**Exercise prompt**
Every line below should be given again without alteration.

Stored items:

____

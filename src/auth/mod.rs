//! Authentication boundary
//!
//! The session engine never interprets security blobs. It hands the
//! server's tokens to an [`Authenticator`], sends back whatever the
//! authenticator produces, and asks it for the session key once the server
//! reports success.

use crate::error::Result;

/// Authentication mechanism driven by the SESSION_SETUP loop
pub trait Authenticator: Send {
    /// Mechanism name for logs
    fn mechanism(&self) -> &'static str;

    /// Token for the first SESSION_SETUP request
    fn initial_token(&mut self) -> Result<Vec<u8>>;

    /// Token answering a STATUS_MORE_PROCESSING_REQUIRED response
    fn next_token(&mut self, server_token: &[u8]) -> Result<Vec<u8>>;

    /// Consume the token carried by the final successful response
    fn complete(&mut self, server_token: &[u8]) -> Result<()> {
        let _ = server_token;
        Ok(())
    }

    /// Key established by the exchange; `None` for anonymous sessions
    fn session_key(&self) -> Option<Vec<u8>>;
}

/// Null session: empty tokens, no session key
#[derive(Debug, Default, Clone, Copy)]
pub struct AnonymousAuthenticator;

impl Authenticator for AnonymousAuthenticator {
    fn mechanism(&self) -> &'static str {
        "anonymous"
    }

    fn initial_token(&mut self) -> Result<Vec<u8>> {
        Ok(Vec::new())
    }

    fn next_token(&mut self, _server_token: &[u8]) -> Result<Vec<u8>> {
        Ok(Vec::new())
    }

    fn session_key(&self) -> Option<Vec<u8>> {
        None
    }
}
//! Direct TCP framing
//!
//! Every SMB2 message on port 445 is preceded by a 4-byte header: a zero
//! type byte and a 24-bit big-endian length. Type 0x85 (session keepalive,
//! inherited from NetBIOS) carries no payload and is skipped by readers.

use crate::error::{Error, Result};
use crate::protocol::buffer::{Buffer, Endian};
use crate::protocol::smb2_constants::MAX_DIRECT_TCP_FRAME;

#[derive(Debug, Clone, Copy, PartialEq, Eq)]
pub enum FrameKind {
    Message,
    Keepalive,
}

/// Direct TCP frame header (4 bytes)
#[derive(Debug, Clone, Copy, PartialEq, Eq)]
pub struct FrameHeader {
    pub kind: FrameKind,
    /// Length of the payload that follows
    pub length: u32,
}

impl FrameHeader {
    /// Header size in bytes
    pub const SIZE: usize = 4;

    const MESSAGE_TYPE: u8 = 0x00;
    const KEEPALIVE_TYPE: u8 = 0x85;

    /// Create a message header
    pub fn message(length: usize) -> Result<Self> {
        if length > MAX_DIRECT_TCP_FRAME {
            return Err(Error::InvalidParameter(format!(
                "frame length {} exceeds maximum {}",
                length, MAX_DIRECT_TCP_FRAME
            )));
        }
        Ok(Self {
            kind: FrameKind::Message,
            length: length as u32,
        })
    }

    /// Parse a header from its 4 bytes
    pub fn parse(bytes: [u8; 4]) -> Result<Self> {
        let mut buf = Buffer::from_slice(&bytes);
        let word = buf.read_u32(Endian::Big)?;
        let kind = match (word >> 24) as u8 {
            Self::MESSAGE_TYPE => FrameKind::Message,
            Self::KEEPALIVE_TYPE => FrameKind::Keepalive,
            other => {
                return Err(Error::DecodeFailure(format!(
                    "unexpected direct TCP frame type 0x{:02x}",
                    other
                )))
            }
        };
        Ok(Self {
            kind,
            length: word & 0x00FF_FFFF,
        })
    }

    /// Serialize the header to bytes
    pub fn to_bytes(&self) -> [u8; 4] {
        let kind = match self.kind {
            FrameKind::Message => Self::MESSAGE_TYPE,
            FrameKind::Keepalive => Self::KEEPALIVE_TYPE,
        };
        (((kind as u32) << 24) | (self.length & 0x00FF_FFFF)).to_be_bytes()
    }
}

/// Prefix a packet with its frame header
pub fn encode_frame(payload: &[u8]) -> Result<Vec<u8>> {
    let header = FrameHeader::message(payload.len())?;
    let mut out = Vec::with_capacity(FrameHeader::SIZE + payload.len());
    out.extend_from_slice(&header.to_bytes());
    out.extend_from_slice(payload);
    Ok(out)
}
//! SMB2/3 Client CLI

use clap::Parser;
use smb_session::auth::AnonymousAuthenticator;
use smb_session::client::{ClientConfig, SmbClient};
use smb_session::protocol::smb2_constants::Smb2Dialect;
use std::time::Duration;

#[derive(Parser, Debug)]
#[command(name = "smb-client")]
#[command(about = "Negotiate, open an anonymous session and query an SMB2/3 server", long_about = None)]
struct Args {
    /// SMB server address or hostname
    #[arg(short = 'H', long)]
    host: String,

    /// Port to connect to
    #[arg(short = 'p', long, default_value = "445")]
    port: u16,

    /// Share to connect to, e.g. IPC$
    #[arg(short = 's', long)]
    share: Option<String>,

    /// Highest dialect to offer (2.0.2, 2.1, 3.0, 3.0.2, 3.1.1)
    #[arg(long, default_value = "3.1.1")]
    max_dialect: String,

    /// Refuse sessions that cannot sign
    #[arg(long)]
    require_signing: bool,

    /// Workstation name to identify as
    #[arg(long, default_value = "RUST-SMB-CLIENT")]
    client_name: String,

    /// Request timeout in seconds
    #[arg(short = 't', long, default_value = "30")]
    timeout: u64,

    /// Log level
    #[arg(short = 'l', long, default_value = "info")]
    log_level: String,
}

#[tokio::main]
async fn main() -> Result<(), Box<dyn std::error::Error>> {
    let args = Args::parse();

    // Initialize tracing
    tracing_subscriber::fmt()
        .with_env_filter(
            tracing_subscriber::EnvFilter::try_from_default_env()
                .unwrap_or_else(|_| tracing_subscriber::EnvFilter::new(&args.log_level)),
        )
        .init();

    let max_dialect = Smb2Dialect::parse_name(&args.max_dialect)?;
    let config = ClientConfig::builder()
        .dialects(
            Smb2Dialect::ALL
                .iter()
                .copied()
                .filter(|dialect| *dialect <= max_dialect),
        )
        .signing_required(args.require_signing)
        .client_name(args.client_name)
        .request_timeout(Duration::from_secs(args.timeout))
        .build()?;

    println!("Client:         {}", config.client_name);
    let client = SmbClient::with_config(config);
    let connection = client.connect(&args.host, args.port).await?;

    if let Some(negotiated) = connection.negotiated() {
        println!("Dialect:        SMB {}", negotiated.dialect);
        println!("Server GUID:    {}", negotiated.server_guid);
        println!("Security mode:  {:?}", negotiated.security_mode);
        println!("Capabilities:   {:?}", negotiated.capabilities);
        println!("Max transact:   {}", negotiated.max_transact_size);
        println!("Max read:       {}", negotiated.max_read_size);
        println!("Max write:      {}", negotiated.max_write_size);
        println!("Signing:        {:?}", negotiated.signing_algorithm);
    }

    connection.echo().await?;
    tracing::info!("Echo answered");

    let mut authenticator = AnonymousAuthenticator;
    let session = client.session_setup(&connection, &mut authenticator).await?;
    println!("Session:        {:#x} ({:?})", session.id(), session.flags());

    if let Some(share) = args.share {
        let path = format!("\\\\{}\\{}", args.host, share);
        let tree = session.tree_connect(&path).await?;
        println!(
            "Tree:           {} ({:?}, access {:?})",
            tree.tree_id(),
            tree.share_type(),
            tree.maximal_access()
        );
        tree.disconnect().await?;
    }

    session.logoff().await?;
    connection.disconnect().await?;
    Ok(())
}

____

**Solution below**
filename src/auth/mod.rs
//! Authentication boundary
//!
//! The session engine never interprets security blobs. It hands the
//! server's tokens to an [`Authenticator`], sends back whatever the
//! authenticator produces, and asks it for the session key once the server
//! reports success.

use crate::error::Result;

/// Authentication mechanism driven by the SESSION_SETUP loop
pub trait Authenticator: Send {
    /// Mechanism name for logs
    fn mechanism(&self) -> &'static str;

    /// Token for the first SESSION_SETUP request
    fn initial_token(&mut self) -> Result<Vec<u8>>;

    /// Token answering a STATUS_MORE_PROCESSING_REQUIRED response
    fn next_token(&mut self, server_token: &[u8]) -> Result<Vec<u8>>;

    /// Consume the token carried by the final successful response
    fn complete(&mut self, server_token: &[u8]) -> Result<()> {
        let _ = server_token;
        Ok(())
    }

    /// Key established by the exchange; `None` for anonymous sessions
    fn session_key(&self) -> Option<Vec<u8>>;
}

/// Null session: empty tokens, no session key
#[derive(Debug, Default, Clone, Copy)]
pub struct AnonymousAuthenticator;

impl Authenticator for AnonymousAuthenticator {
    fn mechanism(&self) -> &'static str {
        "anonymous"
    }

    fn initial_token(&mut self) -> Result<Vec<u8>> {
        Ok(Vec::new())
    }

    fn next_token(&mut self, _server_token: &[u8]) -> Result<Vec<u8>> {
        Ok(Vec::new())
    }

    fn session_key(&self) -> Option<Vec<u8>> {
        None
    }
}
//! Direct TCP framing
//!
//! Every SMB2 message on port 445 is preceded by a 4-byte header: a zero
//! type byte and a 24-bit big-endian length. Type 0x85 (session keepalive,
//! inherited from NetBIOS) carries no payload and is skipped by readers.

use crate::error::{Error, Result};
use crate::protocol::buffer::{Buffer, Endian};
use crate::protocol::smb2_constants::MAX_DIRECT_TCP_FRAME;

#[derive(Debug, Clone, Copy, PartialEq, Eq)]
pub enum FrameKind {
    Message,
    Keepalive,
}

/// Direct TCP frame header (4 bytes)
#[derive(Debug, Clone, Copy, PartialEq, Eq)]
pub struct FrameHeader {
    pub kind: FrameKind,
    /// Length of the payload that follows
    pub length: u32,
}

impl FrameHeader {
    /// Header size in bytes
    pub const SIZE: usize = 4;

    const MESSAGE_TYPE: u8 = 0x00;
    const KEEPALIVE_TYPE: u8 = 0x85;

    /// Create a message header
    pub fn message(length: usize) -> Result<Self> {
        if length > MAX_DIRECT_TCP_FRAME {
            return Err(Error::InvalidParameter(format!(
                "frame length {} exceeds maximum {}",
                length, MAX_DIRECT_TCP_FRAME
            )));
        }
        Ok(Self {
            kind: FrameKind::Message,
            length: length as u32,
        })
    }

    /// Parse a header from its 4 bytes
    pub fn parse(bytes: [u8; 4]) -> Result<Self> {
        let mut buf = Buffer::from_slice(&bytes);
        let word = buf.read_u32(Endian::Big)?;
        let kind = match (word >> 24) as u8 {
            Self::MESSAGE_TYPE => FrameKind::Message,
            Self::KEEPALIVE_TYPE => FrameKind::Keepalive,
            other => {
                return Err(Error::DecodeFailure(format!(
                    "unexpected direct TCP frame type 0x{:02x}",
                    other
                )))
            }
        };
        Ok(Self {
            kind,
            length: word & 0x00FF_FFFF,
        })
    }

    /// Serialize the header to bytes
    pub fn to_bytes(&self) -> [u8; 4] {
        let kind = match self.kind {
            FrameKind::Message => Self::MESSAGE_TYPE,
            FrameKind::Keepalive => Self::KEEPALIVE_TYPE,
        };
        (((kind as u32) << 24) | (self.length & 0x00FF_FFFF)).to_be_bytes()
    }
}

/// Prefix a packet with its frame header
pub fn encode_frame(payload: &[u8]) -> Result<Vec<u8>> {
    let header = FrameHeader::message(payload.len())?;
    let mut out = Vec::with_capacity(FrameHeader::SIZE + payload.len());
    out.extend_from_slice(&header.to_bytes());
    out.extend_from_slice(payload);
    Ok(out)
}
//! SMB2/3 Client CLI

use clap::Parser;
use smb_session::auth::AnonymousAuthenticator;
use smb_session::client::{ClientConfig, SmbClient};
use smb_session::protocol::smb2_constants::Smb2Dialect;
use std::time::Duration;

#[derive(Parser, Debug)]
#[command(name = "smb-client")]
#[command(about = "Negotiate, open an anonymous session and query an SMB2/3 server", long_about = None)]
struct Args {
    /// SMB server address or hostname
    #[arg(short = 'H', long)]
    host: String,

    /// Port to connect to
    #[arg(short = 'p', long, default_value = "445")]
    port: u16,

    /// Share to connect to, e.g. IPC$
    #[arg(short = 's', long)]
    share: Option<String>,

    /// Highest dialect to offer (2.0.2, 2.1, 3.0, 3.0.2, 3.1.1)
    #[arg(long, default_value = "3.1.1")]
    max_dialect: String,

    /// Refuse sessions that cannot sign
    #[arg(long)]
    require_signing: bool,

    /// Workstation name to identify as
    #[arg(long, default_value = "RUST-SMB-CLIENT")]
    client_name: String,

    /// Request timeout in seconds
    #[arg(short = 't', long, default_value = "30")]
    timeout: u64,

    /// Log level
    #[arg(short = 'l', long, default_value = "info")]
    log_level: String,
}

#[tokio::main]
async fn main() -> Result<(), Box<dyn std::error::Error>> {
    let args = Args::parse();

    // Initialize tracing
    tracing_subscriber::fmt()
        .with_env_filter(
            tracing_subscriber::EnvFilter::try_from_default_env()
                .unwrap_or_else(|_| tracing_subscriber::EnvFilter::new(&args.log_level)),
        )
        .init();

    let max_dialect = Smb2Dialect::parse_name(&args.max_dialect)?;
    let config = ClientConfig::builder()
        .dialects(
            Smb2Dialect::ALL
                .iter()
                .copied()
                .filter(|dialect| *dialect <= max_dialect),
        )
        .signing_required(args.require_signing)
        .client_name(args.client_name)
        .request_timeout(Duration::from_secs(args.timeout))
        .build()?;

    println!("Client:         {}", config.client_name);
    let client = SmbClient::with_config(config);
    let connection = client.connect(&args.host, args.port).await?;

    if let Some(negotiated) = connection.negotiated() {
        println!("Dialect:        SMB {}", negotiated.dialect);
        println!("Server GUID:    {}", negotiated.server_guid);
        println!("Security mode:  {:?}", negotiated.security_mode);
        println!("Capabilities:   {:?}", negotiated.capabilities);
        println!("Max transact:   {}", negotiated.max_transact_size);
        println!("Max read:       {}", negotiated.max_read_size);
        println!("Max write:      {}", negotiated.max_write_size);
        println!("Signing:        {:?}", negotiated.signing_algorithm);
    }

    connection.echo().await?;
    tracing::info!("Echo answered");

    let mut authenticator = AnonymousAuthenticator;
    let session = client.session_setup(&connection, &mut authenticator).await?;
    println!("Session:        {:#x} ({:?})", session.id(), session.flags());

    if let Some(share) = args.share {
        let path = format!("\\\\{}\\{}", args.host, share);
        let tree = session.tree_connect(&path).await?;
        println!(
            "Tree:           {} ({:?}, access {:?})",
            tree.tree_id(),
            tree.share_type(),
            tree.maximal_access()
        );
        tree.disconnect().await?;
    }

    session.logoff().await?;
    connection.disconnect().await?;
    Ok(())
}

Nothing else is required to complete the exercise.